▶ [Records supplied]
=-=-=-=-=

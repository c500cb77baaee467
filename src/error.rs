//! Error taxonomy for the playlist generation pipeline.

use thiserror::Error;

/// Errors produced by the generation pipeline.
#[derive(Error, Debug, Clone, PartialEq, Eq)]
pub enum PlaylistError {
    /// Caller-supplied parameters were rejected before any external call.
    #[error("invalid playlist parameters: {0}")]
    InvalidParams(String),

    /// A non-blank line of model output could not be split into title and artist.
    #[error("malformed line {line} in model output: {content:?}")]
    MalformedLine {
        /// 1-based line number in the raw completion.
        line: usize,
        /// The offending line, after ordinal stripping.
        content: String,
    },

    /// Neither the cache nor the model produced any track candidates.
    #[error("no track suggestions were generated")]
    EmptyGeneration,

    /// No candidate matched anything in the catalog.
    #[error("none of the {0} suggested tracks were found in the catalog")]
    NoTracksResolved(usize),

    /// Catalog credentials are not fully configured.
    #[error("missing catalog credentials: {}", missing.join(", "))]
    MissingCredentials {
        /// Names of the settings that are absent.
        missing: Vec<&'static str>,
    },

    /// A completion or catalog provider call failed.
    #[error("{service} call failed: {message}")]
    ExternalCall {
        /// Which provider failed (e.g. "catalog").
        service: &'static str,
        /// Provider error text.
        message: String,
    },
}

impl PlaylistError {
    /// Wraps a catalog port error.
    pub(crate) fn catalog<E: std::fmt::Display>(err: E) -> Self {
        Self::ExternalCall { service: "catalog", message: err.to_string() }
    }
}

=-=-=-=-=

▶ [About this task] After reading the listing above, print each line back exactly.

▶ [Answer to the exercise]
repository c500cb77baaee467
filename src/error.rs
//! Error taxonomy for the playlist generation pipeline.

use thiserror::Error;

/// Errors produced by the generation pipeline.
#[derive(Error, Debug, Clone, PartialEq, Eq)]
pub enum PlaylistError {
    /// Caller-supplied parameters were rejected before any external call.
    #[error("invalid playlist parameters: {0}")]
    InvalidParams(String),

    /// A non-blank line of model output could not be split into title and artist.
    #[error("malformed line {line} in model output: {content:?}")]
    MalformedLine {
        /// 1-based line number in the raw completion.
        line: usize,
        /// The offending line, after ordinal stripping.
        content: String,
    },

    /// Neither the cache nor the model produced any track candidates.
    #[error("no track suggestions were generated")]
    EmptyGeneration,

    /// No candidate matched anything in the catalog.
    #[error("none of the {0} suggested tracks were found in the catalog")]
    NoTracksResolved(usize),

    /// Catalog credentials are not fully configured.
    #[error("missing catalog credentials: {}", missing.join(", "))]
    MissingCredentials {
        /// Names of the settings that are absent.
        missing: Vec<&'static str>,
    },

    /// A completion or catalog provider call failed.
    #[error("{service} call failed: {message}")]
    ExternalCall {
        /// Which provider failed (e.g. "catalog").
        service: &'static str,
        /// Provider error text.
        message: String,
    },
}

impl PlaylistError {
    /// Wraps a catalog port error.
    pub(crate) fn catalog<E: std::fmt::Display>(err: E) -> Self {
        Self::ExternalCall { service: "catalog", message: err.to_string() }
    }
}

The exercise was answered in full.